(Collected data entries)
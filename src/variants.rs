//! Variant generation sessions
//!
//! One request produces a menu, renders the first style synchronously and
//! leaves the remaining styles to a background task that writes into the
//! [`SessionStore`]. Pollers read the store; they never wait on the task.

use crate::ai::ImageGenerationService;
use crate::menu::MenuGenerator;
use crate::models::{Menu, Session, Variant, VARIANT_STYLES};
use crate::store::SessionStore;
use crate::workflow::{attach_food_images, MenuRender};
use crate::{Error, Result};
use std::sync::Arc;
use tokio::task::JoinHandle;
use tracing::{error, info};
use uuid::Uuid;

/// Result of starting a session. `handle` completes once the background
/// variants have been written; dropping it detaches the task.
pub struct VariantRun {
    pub session_id: Uuid,
    pub variant1: Variant,
    pub handle: JoinHandle<()>,
}

pub struct VariantOrchestrator {
    menus: Arc<MenuGenerator>,
    images: Arc<dyn ImageGenerationService>,
    store: SessionStore,
}

impl VariantOrchestrator {
    pub fn new(
        menus: Arc<MenuGenerator>,
        images: Arc<dyn ImageGenerationService>,
        store: SessionStore,
    ) -> Self {
        Self {
            menus,
            images,
            store,
        }
    }

    pub fn store(&self) -> &SessionStore {
        &self.store
    }

    pub async fn start(&self, user_prompt: &str) -> VariantRun {
        info!("Starting variant generation for: {}", user_prompt);

        let mut menu = self.menus.generate_menu(user_prompt).await;
        attach_food_images(self.images.as_ref(), &mut menu.items).await;
        let menu = Arc::new(menu);

        let session = Session::new(user_prompt, Arc::clone(&menu));
        let session_id = session.session_id;
        self.store.insert(session).await;
        info!("Created session {}", session_id);

        let variant1 = render_isolated(
            Arc::clone(&self.images),
            Arc::clone(&menu),
            session_id,
            1,
            VARIANT_STYLES[0],
        )
        .await;
        self.store
            .update_variant(&session_id, variant1.clone())
            .await;

        for (id, style) in background_styles() {
            self.store
                .update_variant(&session_id, Variant::generating(id, style))
                .await;
        }

        let handle = tokio::spawn(render_background_variants(
            Arc::clone(&self.images),
            menu,
            self.store.clone(),
            session_id,
        ));

        VariantRun {
            session_id,
            variant1,
            handle,
        }
    }

    /// Current state of a session, without waiting on pending renders.
    pub async fn check_status(&self, session_id: &Uuid) -> Result<Session> {
        self.store
            .get(session_id)
            .await
            .ok_or(Error::SessionNotFound(*session_id))
    }
}

fn background_styles() -> impl Iterator<Item = (u8, &'static str)> {
    VARIANT_STYLES
        .into_iter()
        .enumerate()
        .skip(1)
        .map(|(index, style)| (index as u8 + 1, style))
}

/// Renders one styled variant; failures become an `error` variant.
pub async fn render_variant(
    images: &dyn ImageGenerationService,
    menu: &Menu,
    id: u8,
    style: &str,
) -> Variant {
    info!("Rendering variant {} ({})", id, style);
    let render = MenuRender::plan(&menu.restaurant_name, &menu.items, style);

    match render.execute(images).await {
        Ok(image_url) => {
            info!("Variant {} ({}) ready: {}", id, style, image_url);
            Variant::ready(id, style, image_url, render.prompt)
        }
        Err(e) => {
            error!("Variant {} ({}) failed: {}", id, style, e);
            Variant::failed(id, style, Some(render.prompt), e.to_string())
        }
    }
}

/// Runs one render in its own task so a panic only marks that variant as
/// failed.
async fn render_isolated(
    images: Arc<dyn ImageGenerationService>,
    menu: Arc<Menu>,
    session_id: Uuid,
    id: u8,
    style: &'static str,
) -> Variant {
    let render =
        tokio::spawn(async move { render_variant(images.as_ref(), &menu, id, style).await });

    match render.await {
        Ok(variant) => variant,
        Err(e) => {
            error!(
                "Variant {} ({}) task aborted in session {}: {}",
                id, style, session_id, e
            );
            Variant::failed(id, style, None, format!("render task failed: {}", e))
        }
    }
}

/// Renders the remaining styles one after another.
async fn render_background_variants(
    images: Arc<dyn ImageGenerationService>,
    menu: Arc<Menu>,
    store: SessionStore,
    session_id: Uuid,
) {
    for (id, style) in background_styles() {
        let variant =
            render_isolated(Arc::clone(&images), Arc::clone(&menu), session_id, id, style).await;
        store.update_variant(&session_id, variant).await;
    }

    info!("Background variants finished for session {}", session_id);
}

# Try it
Print every entry exactly.

# Exercise answer
filename src/variants.rs
//! Variant generation sessions
//!
//! One request produces a menu, renders the first style synchronously and
//! leaves the remaining styles to a background task that writes into the
//! [`SessionStore`]. Pollers read the store; they never wait on the task.

use crate::ai::ImageGenerationService;
use crate::menu::MenuGenerator;
use crate::models::{Menu, Session, Variant, VARIANT_STYLES};
use crate::store::SessionStore;
use crate::workflow::{attach_food_images, MenuRender};
use crate::{Error, Result};
use std::sync::Arc;
use tokio::task::JoinHandle;
use tracing::{error, info};
use uuid::Uuid;

/// Result of starting a session. `handle` completes once the background
/// variants have been written; dropping it detaches the task.
pub struct VariantRun {
    pub session_id: Uuid,
    pub variant1: Variant,
    pub handle: JoinHandle<()>,
}

pub struct VariantOrchestrator {
    menus: Arc<MenuGenerator>,
    images: Arc<dyn ImageGenerationService>,
    store: SessionStore,
}

impl VariantOrchestrator {
    pub fn new(
        menus: Arc<MenuGenerator>,
        images: Arc<dyn ImageGenerationService>,
        store: SessionStore,
    ) -> Self {
        Self {
            menus,
            images,
            store,
        }
    }

    pub fn store(&self) -> &SessionStore {
        &self.store
    }

    pub async fn start(&self, user_prompt: &str) -> VariantRun {
        info!("Starting variant generation for: {}", user_prompt);

        let mut menu = self.menus.generate_menu(user_prompt).await;
        attach_food_images(self.images.as_ref(), &mut menu.items).await;
        let menu = Arc::new(menu);

        let session = Session::new(user_prompt, Arc::clone(&menu));
        let session_id = session.session_id;
        self.store.insert(session).await;
        info!("Created session {}", session_id);

        let variant1 = render_isolated(
            Arc::clone(&self.images),
            Arc::clone(&menu),
            session_id,
            1,
            VARIANT_STYLES[0],
        )
        .await;
        self.store
            .update_variant(&session_id, variant1.clone())
            .await;

        for (id, style) in background_styles() {
            self.store
                .update_variant(&session_id, Variant::generating(id, style))
                .await;
        }

        let handle = tokio::spawn(render_background_variants(
            Arc::clone(&self.images),
            menu,
            self.store.clone(),
            session_id,
        ));

        VariantRun {
            session_id,
            variant1,
            handle,
        }
    }

    /// Current state of a session, without waiting on pending renders.
    pub async fn check_status(&self, session_id: &Uuid) -> Result<Session> {
        self.store
            .get(session_id)
            .await
            .ok_or(Error::SessionNotFound(*session_id))
    }
}

fn background_styles() -> impl Iterator<Item = (u8, &'static str)> {
    VARIANT_STYLES
        .into_iter()
        .enumerate()
        .skip(1)
        .map(|(index, style)| (index as u8 + 1, style))
}

/// Renders one styled variant; failures become an `error` variant.
pub async fn render_variant(
    images: &dyn ImageGenerationService,
    menu: &Menu,
    id: u8,
    style: &str,
) -> Variant {
    info!("Rendering variant {} ({})", id, style);
    let render = MenuRender::plan(&menu.restaurant_name, &menu.items, style);

    match render.execute(images).await {
        Ok(image_url) => {
            info!("Variant {} ({}) ready: {}", id, style, image_url);
            Variant::ready(id, style, image_url, render.prompt)
        }
        Err(e) => {
            error!("Variant {} ({}) failed: {}", id, style, e);
            Variant::failed(id, style, Some(render.prompt), e.to_string())
        }
    }
}

/// Runs one render in its own task so a panic only marks that variant as
/// failed.
async fn render_isolated(
    images: Arc<dyn ImageGenerationService>,
    menu: Arc<Menu>,
    session_id: Uuid,
    id: u8,
    style: &'static str,
) -> Variant {
    let render =
        tokio::spawn(async move { render_variant(images.as_ref(), &menu, id, style).await });

    match render.await {
        Ok(variant) => variant,
        Err(e) => {
            error!(
                "Variant {} ({}) task aborted in session {}: {}",
                id, style, session_id, e
            );
            Variant::failed(id, style, None, format!("render task failed: {}", e))
        }
    }
}

/// Renders the remaining styles one after another.
async fn render_background_variants(
    images: Arc<dyn ImageGenerationService>,
    menu: Arc<Menu>,
    store: SessionStore,
    session_id: Uuid,
) {
    for (id, style) in background_styles() {
        let variant =
            render_isolated(Arc::clone(&images), Arc::clone(&menu), session_id, id, style).await;
        store.update_variant(&session_id, variant).await;
    }

    info!("Background variants finished for session {}", session_id);
}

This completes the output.